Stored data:
★ ★ ★

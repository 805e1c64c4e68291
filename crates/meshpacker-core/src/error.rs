//! Unified error handling for meshpacker
//!
//! Every fatal condition of a packing run is one variant of [`Error`].
//! Records that are merely incomplete (an asset without a material file, an
//! extra without a source) are not errors; they are dropped with a warning
//! by whoever finalizes them.

use std::path::PathBuf;
use thiserror::Error;

/// Unified error type for all meshpacker operations
#[derive(Error, Debug)]
pub enum Error {
    // ==================== I/O Errors ====================

    /// Standard I/O error
    #[error("I/O error: {0}")]
    Io(#[from] std::io::Error),

    /// An input file (project, material, mesh description, texture) could not be opened
    #[error("Can't open {}: {source}", .path.display())]
    MissingInputFile {
        path: PathBuf,
        #[source]
        source: std::io::Error,
    },

    // ==================== Parse Errors ====================

    /// Directive in an invalid context, or a `key: value` line without its colon
    #[error("Malformed project file '{}' at line {line} ({content:?}): {message}", .path.display())]
    MalformedProjectFile {
        path: PathBuf,
        line: usize,
        content: String,
        message: String,
    },

    /// Mesh description is not well-formed markup
    #[error("Invalid mesh description {}: {message}", .path.display())]
    InvalidMeshDescription {
        path: PathBuf,
        message: String,
    },

    // ==================== Input Resolution Errors ====================

    /// Several candidate files found where exactly one was expected
    #[error("Multiple {kind} files found: {candidates:?}")]
    AmbiguousInput {
        kind: String,
        candidates: Vec<PathBuf>,
    },

    /// No candidate file found and none specified
    #[error("No {kind} file specified or found")]
    InputNotFound {
        kind: String,
    },

    // ==================== External Tool Errors ====================

    /// The conversion tool could not be started
    #[error("Failed to launch '{tool}': {source}")]
    ToolLaunch {
        tool: String,
        #[source]
        source: std::io::Error,
    },

    /// The conversion tool exited unsuccessfully
    #[error("'{tool}' failed on {} ({})", .input.display(), describe_status(.status))]
    ExternalToolFailure {
        tool: String,
        input: PathBuf,
        status: Option<i32>,
    },

    // ==================== Archive Errors ====================

    /// Writing the output archive failed
    #[error("Failed to write archive {}: {message}", .path.display())]
    ArchiveWrite {
        path: PathBuf,
        message: String,
    },

    // ==================== General Errors ====================

    /// Custom error with context
    #[error("{context}: {source}")]
    WithContext {
        context: String,
        #[source]
        source: Box<Error>,
    },
}

fn describe_status(status: &Option<i32>) -> String {
    match status {
        Some(code) => format!("exit code {code}"),
        None => "terminated by signal".to_string(),
    }
}

/// Result type using the unified Error
pub type Result<T> = std::result::Result<T, Error>;

impl Error {
    /// Create an error with additional context
    pub fn with_context(self, context: impl Into<String>) -> Self {
        Error::WithContext {
            context: context.into(),
            source: Box::new(self),
        }
    }

    /// Create a missing input file error
    pub fn missing_input(path: impl Into<PathBuf>, source: std::io::Error) -> Self {
        Error::MissingInputFile {
            path: path.into(),
            source,
        }
    }

    /// Create a malformed project file error
    pub fn malformed(
        path: impl Into<PathBuf>,
        line: usize,
        content: impl Into<String>,
        message: impl Into<String>,
    ) -> Self {
        Error::MalformedProjectFile {
            path: path.into(),
            line,
            content: content.into(),
            message: message.into(),
        }
    }

    /// Peel off any context layers
    pub fn root(&self) -> &Error {
        match self {
            Error::WithContext { source, .. } => source.root(),
            other => other,
        }
    }

    /// Check if this is a "not found" type error
    pub fn is_not_found(&self) -> bool {
        matches!(
            self.root(),
            Error::MissingInputFile { .. } | Error::InputNotFound { .. }
        )
    }

    /// Check if this is a parse/format error
    pub fn is_parse_error(&self) -> bool {
        matches!(
            self.root(),
            Error::MalformedProjectFile { .. } | Error::InvalidMeshDescription { .. }
        )
    }

    /// Check if the conversion tool is to blame
    pub fn is_external_failure(&self) -> bool {
        matches!(
            self.root(),
            Error::ToolLaunch { .. } | Error::ExternalToolFailure { .. }
        )
    }
}

/// Extension trait for adding context to Results
pub trait ResultExt<T> {
    /// Add context to an error
    fn context(self, context: impl Into<String>) -> Result<T>;

    /// Add context with a closure (lazy evaluation)
    fn with_context<F>(self, f: F) -> Result<T>
    where
        F: FnOnce() -> String;
}

impl<T> ResultExt<T> for Result<T> {
    fn context(self, context: impl Into<String>) -> Result<T> {
        self.map_err(|e| e.with_context(context))
    }

    fn with_context<F>(self, f: F) -> Result<T>
    where
        F: FnOnce() -> String,
    {
        self.map_err(|e| e.with_context(f()))
    }
}

#[cfg(test)]
mod tests {
    use super::*;
    use std::io;

    fn missing() -> Error {
        Error::missing_input("/proj/tree.material", io::Error::from(io::ErrorKind::NotFound))
    }

    #[test]
    fn test_error_with_context() {
        let contextualized = missing().with_context("while scanning archive out.zip");

        let message = contextualized.to_string();
        assert!(message.contains("while scanning archive out.zip"));
        assert!(message.contains("tree.material"));
    }

    #[test]
    fn test_is_not_found_sees_through_context() {
        assert!(missing().is_not_found());
        assert!(missing().with_context("outer").is_not_found());
        assert!(Error::InputNotFound { kind: ".material".into() }.is_not_found());
        assert!(!Error::malformed("p.txt", 3, "Mesh", "nested block").is_not_found());
    }

    #[test]
    fn test_is_parse_error() {
        assert!(Error::malformed("p.txt", 3, "Mesh", "nested block").is_parse_error());
        assert!(Error::InvalidMeshDescription {
            path: PathBuf::from("a.mesh.xml"),
            message: "unexpected eof".into(),
        }
        .is_parse_error());
        assert!(!missing().is_parse_error());
    }

    #[test]
    fn test_malformed_message_names_line_and_content() {
        let err = Error::malformed("/proj/project.txt", 7, "Name Tree", "missing colon");
        let message = err.to_string();
        assert!(message.contains("line 7"));
        assert!(message.contains("Name Tree"));
        assert!(message.contains("missing colon"));
    }

    #[test]
    fn test_external_failure_status() {
        let err = Error::ExternalToolFailure {
            tool: "OgreXMLConverter".into(),
            input: PathBuf::from("tree.mesh.xml"),
            status: Some(2),
        };
        assert!(err.is_external_failure());
        assert!(err.to_string().contains("exit code 2"));

        let killed = Error::ExternalToolFailure {
            tool: "OgreXMLConverter".into(),
            input: PathBuf::from("tree.mesh.xml"),
            status: None,
        };
        assert!(killed.to_string().contains("signal"));
    }

    #[test]
    fn test_result_context() {
        let result: Result<()> = Err(missing());
        let with_context = result.context("loading material");

        assert!(with_context.is_err());
        assert!(with_context.unwrap_err().to_string().contains("loading material"));
    }
}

★ ★ ★

§ **The problem**
An exact copy of every record is required here.

§ **Solved exercise**
repository 805e1c64c4e68291
filename crates/meshpacker-core/src/error.rs
//! Unified error handling for meshpacker
//!
//! Every fatal condition of a packing run is one variant of [`Error`].
//! Records that are merely incomplete (an asset without a material file, an
//! extra without a source) are not errors; they are dropped with a warning
//! by whoever finalizes them.

use std::path::PathBuf;
use thiserror::Error;

/// Unified error type for all meshpacker operations
#[derive(Error, Debug)]
pub enum Error {
    // ==================== I/O Errors ====================

    /// Standard I/O error
    #[error("I/O error: {0}")]
    Io(#[from] std::io::Error),

    /// An input file (project, material, mesh description, texture) could not be opened
    #[error("Can't open {}: {source}", .path.display())]
    MissingInputFile {
        path: PathBuf,
        #[source]
        source: std::io::Error,
    },

    // ==================== Parse Errors ====================

    /// Directive in an invalid context, or a `key: value` line without its colon
    #[error("Malformed project file '{}' at line {line} ({content:?}): {message}", .path.display())]
    MalformedProjectFile {
        path: PathBuf,
        line: usize,
        content: String,
        message: String,
    },

    /// Mesh description is not well-formed markup
    #[error("Invalid mesh description {}: {message}", .path.display())]
    InvalidMeshDescription {
        path: PathBuf,
        message: String,
    },

    // ==================== Input Resolution Errors ====================

    /// Several candidate files found where exactly one was expected
    #[error("Multiple {kind} files found: {candidates:?}")]
    AmbiguousInput {
        kind: String,
        candidates: Vec<PathBuf>,
    },

    /// No candidate file found and none specified
    #[error("No {kind} file specified or found")]
    InputNotFound {
        kind: String,
    },

    // ==================== External Tool Errors ====================

    /// The conversion tool could not be started
    #[error("Failed to launch '{tool}': {source}")]
    ToolLaunch {
        tool: String,
        #[source]
        source: std::io::Error,
    },

    /// The conversion tool exited unsuccessfully
    #[error("'{tool}' failed on {} ({})", .input.display(), describe_status(.status))]
    ExternalToolFailure {
        tool: String,
        input: PathBuf,
        status: Option<i32>,
    },

    // ==================== Archive Errors ====================

    /// Writing the output archive failed
    #[error("Failed to write archive {}: {message}", .path.display())]
    ArchiveWrite {
        path: PathBuf,
        message: String,
    },

    // ==================== General Errors ====================

    /// Custom error with context
    #[error("{context}: {source}")]
    WithContext {
        context: String,
        #[source]
        source: Box<Error>,
    },
}

fn describe_status(status: &Option<i32>) -> String {
    match status {
        Some(code) => format!("exit code {code}"),
        None => "terminated by signal".to_string(),
    }
}

/// Result type using the unified Error
pub type Result<T> = std::result::Result<T, Error>;

impl Error {
    /// Create an error with additional context
    pub fn with_context(self, context: impl Into<String>) -> Self {
        Error::WithContext {
            context: context.into(),
            source: Box::new(self),
        }
    }

    /// Create a missing input file error
    pub fn missing_input(path: impl Into<PathBuf>, source: std::io::Error) -> Self {
        Error::MissingInputFile {
            path: path.into(),
            source,
        }
    }

    /// Create a malformed project file error
    pub fn malformed(
        path: impl Into<PathBuf>,
        line: usize,
        content: impl Into<String>,
        message: impl Into<String>,
    ) -> Self {
        Error::MalformedProjectFile {
            path: path.into(),
            line,
            content: content.into(),
            message: message.into(),
        }
    }

    /// Peel off any context layers
    pub fn root(&self) -> &Error {
        match self {
            Error::WithContext { source, .. } => source.root(),
            other => other,
        }
    }

    /// Check if this is a "not found" type error
    pub fn is_not_found(&self) -> bool {
        matches!(
            self.root(),
            Error::MissingInputFile { .. } | Error::InputNotFound { .. }
        )
    }

    /// Check if this is a parse/format error
    pub fn is_parse_error(&self) -> bool {
        matches!(
            self.root(),
            Error::MalformedProjectFile { .. } | Error::InvalidMeshDescription { .. }
        )
    }

    /// Check if the conversion tool is to blame
    pub fn is_external_failure(&self) -> bool {
        matches!(
            self.root(),
            Error::ToolLaunch { .. } | Error::ExternalToolFailure { .. }
        )
    }
}

/// Extension trait for adding context to Results
pub trait ResultExt<T> {
    /// Add context to an error
    fn context(self, context: impl Into<String>) -> Result<T>;

    /// Add context with a closure (lazy evaluation)
    fn with_context<F>(self, f: F) -> Result<T>
    where
        F: FnOnce() -> String;
}

impl<T> ResultExt<T> for Result<T> {
    fn context(self, context: impl Into<String>) -> Result<T> {
        self.map_err(|e| e.with_context(context))
    }

    fn with_context<F>(self, f: F) -> Result<T>
    where
        F: FnOnce() -> String,
    {
        self.map_err(|e| e.with_context(f()))
    }
}

#[cfg(test)]
mod tests {
    use super::*;
    use std::io;

    fn missing() -> Error {
        Error::missing_input("/proj/tree.material", io::Error::from(io::ErrorKind::NotFound))
    }

    #[test]
    fn test_error_with_context() {
        let contextualized = missing().with_context("while scanning archive out.zip");

        let message = contextualized.to_string();
        assert!(message.contains("while scanning archive out.zip"));
        assert!(message.contains("tree.material"));
    }

    #[test]
    fn test_is_not_found_sees_through_context() {
        assert!(missing().is_not_found());
        assert!(missing().with_context("outer").is_not_found());
        assert!(Error::InputNotFound { kind: ".material".into() }.is_not_found());
        assert!(!Error::malformed("p.txt", 3, "Mesh", "nested block").is_not_found());
    }

    #[test]
    fn test_is_parse_error() {
        assert!(Error::malformed("p.txt", 3, "Mesh", "nested block").is_parse_error());
        assert!(Error::InvalidMeshDescription {
            path: PathBuf::from("a.mesh.xml"),
            message: "unexpected eof".into(),
        }
        .is_parse_error());
        assert!(!missing().is_parse_error());
    }

    #[test]
    fn test_malformed_message_names_line_and_content() {
        let err = Error::malformed("/proj/project.txt", 7, "Name Tree", "missing colon");
        let message = err.to_string();
        assert!(message.contains("line 7"));
        assert!(message.contains("Name Tree"));
        assert!(message.contains("missing colon"));
    }

    #[test]
    fn test_external_failure_status() {
        let err = Error::ExternalToolFailure {
            tool: "OgreXMLConverter".into(),
            input: PathBuf::from("tree.mesh.xml"),
            status: Some(2),
        };
        assert!(err.is_external_failure());
        assert!(err.to_string().contains("exit code 2"));

        let killed = Error::ExternalToolFailure {
            tool: "OgreXMLConverter".into(),
            input: PathBuf::from("tree.mesh.xml"),
            status: None,
        };
        assert!(killed.to_string().contains("signal"));
    }

    #[test]
    fn test_result_context() {
        let result: Result<()> = Err(missing());
        let with_context = result.context("loading material");

        assert!(with_context.is_err());
        assert!(with_context.unwrap_err().to_string().contains("loading material"));
    }
}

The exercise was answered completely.